DON'T BLOCK THE VOTE BABY
|“The Supreme Court all but guaranteed that nearly 1 million Floridians will be unable to vote in the 2020 election because of unpaid court debts in a shattering order handed down on Thursday. Its decision will throw Florida’s voter registration into chaos, placing a huge number of would-be voters in legal limbo and even opening them up to prosecution for casting a ballot. The justices have effectively permitted Florida Republicans to impose a poll tax in November.” Mark Joseph Stern with Slate reacts to the Supreme Court decision on Florida’s voting law and notes that not only are the justice condoning voter suppression at this point, they’re actively facilitating it.
IN THE FAST LANE
|Today the Supreme Court cleared formally fast-tracked the fight over PRESIDENT TRUMP’S tax returns, allowing the remaining proceedings at the district court level to advance more swiftly. CHIEF JUSTICE JOHN ROBERTS granted the request from the Manhattan District Attorney. Justices haven’t yet acted on a similar request made by the House in a different case.

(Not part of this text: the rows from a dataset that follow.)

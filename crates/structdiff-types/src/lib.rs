//! Foundation types for structdiff.
//!
//! This crate provides the vocabulary used by the diff engine and its
//! callers. Values themselves are plain [`serde_json::Value`]s.
//!
//! # Key Types
//!
//! - [`ValueKind`] — Closed tag for a visited value, including "absent"
//! - [`PathSegment`] / [`DiffPath`] — Location of a divergence inside a value
//! - [`ChangeRecord`] — One reported divergence: path, before, after

pub mod kind;
pub mod path;
pub mod record;

pub use kind::ValueKind;
pub use path::{DiffPath, PathSegment};
pub use record::ChangeRecord;
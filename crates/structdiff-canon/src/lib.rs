//! Canonical forms for structdiff values.
//!
//! Provides a key-order independent canonical serialization of
//! [`serde_json::Value`]s and BLAKE3 fingerprints over it. Structurally equal
//! values always canonicalize to the same text, which is what lets set-mode
//! sequence comparison treat elements as a set.

pub mod canonical;
pub mod fingerprint;

pub use canonical::{canonical_number, canonical_string, canonicalize, numbers_equal};
pub use fingerprint::Fingerprint;
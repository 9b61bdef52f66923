//! Structural diff engine.
//!
//! Walks two mappings in parallel and reports every path where they diverge,
//! with the values found on each side. Sequences are compared either by
//! position (exact mode) or as sets of canonically hashed elements.
//!
//! # Key Types
//!
//! - [`StructuralDiffer`] / [`DiffOptions`] -- The differ and its configuration
//! - [`ChangeSet`] / [`ChangeRecord`] -- Ordered result of a diff
//! - [`DiffError`] -- Rejected inputs and parse failures
//!
//! ```
//! use serde_json::json;
//! use structdiff_engine::diff;
//!
//! let changes = diff(&json!({"x": {"y": 1, "z": 2}}), &json!({"x": {"y": 1, "z": 3}}), true)?;
//! assert_eq!(changes.len(), 1);
//! assert_eq!(changes.changes[0].path.to_pointer(), "/x/z");
//! # Ok::<(), structdiff_engine::DiffError>(())
//! ```

pub mod change_set;
pub mod differ;
pub mod error;
pub mod options;

pub use change_set::ChangeSet;
pub use differ::{diff, diff_json_str, StructuralDiffer};
pub use error::{DiffError, DiffResult, Side};
pub use options::DiffOptions;
pub use structdiff_types::{ChangeRecord, DiffPath, PathSegment, ValueKind};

I-N-D-E-P-E-N-D-E-N-T DO YOU KNOW WHAT THAT MEANS
|Richard Wolf with USA Today reports that DONALD TRUMP’S Supreme Court appointees — JUSTICES NEIL GORSUCH and BRETT KAVANAUGH — have both displayed independent streaks at different points this year, unnerving the conservatives who had cheered their nominations just a few years ago. Wolf: “Both Gorsuch, 52, and Kavanaugh, 55, have voted with the court’s conservative majority far more often than not. In this year’s major decisions on abortion, immigration, religious liberty and executive authority, they voted as expected – and as the Trump administration wanted. But their independent streaks were evident on the term’s last day, when they agreed with the court’s 7-2 judgments in two cases testing Trump’s challenges to subpoenas seeking his tax returns and financial records. The rulings let New York prosecutors and congressional investigators continue to pursue the documents.”
A TRIUMPHANT TERM
|“For once, the conventional wisdom was right: The Supreme Court term that ended last week was a triumph for CHIEF JUSTICE JOHN ROBERTS. But, as usual, the conventional wisdom skims the surface, focusing on the obvious: his steering of the court toward a center comfortably aligned with public opinion, and protecting it from an institutionally destructive alliance with a president who assumed the court would do his bidding. I’m among those who celebrate these outcomes, and I don’t in any way mean to diminish them. Rather, I want to suggest that the 2019-20 Supreme Court term looks even more consequential, for the country and the chief justice, when his triumph is seen in full, in its multiple dimensions.” That’s Linda Greenhouse with The New York Times taking a closer look at the chief justice’s contributions to SCOTUS — and the country’s trajectory — this term by taking a close look at the three religion cases that the court handed down this summer.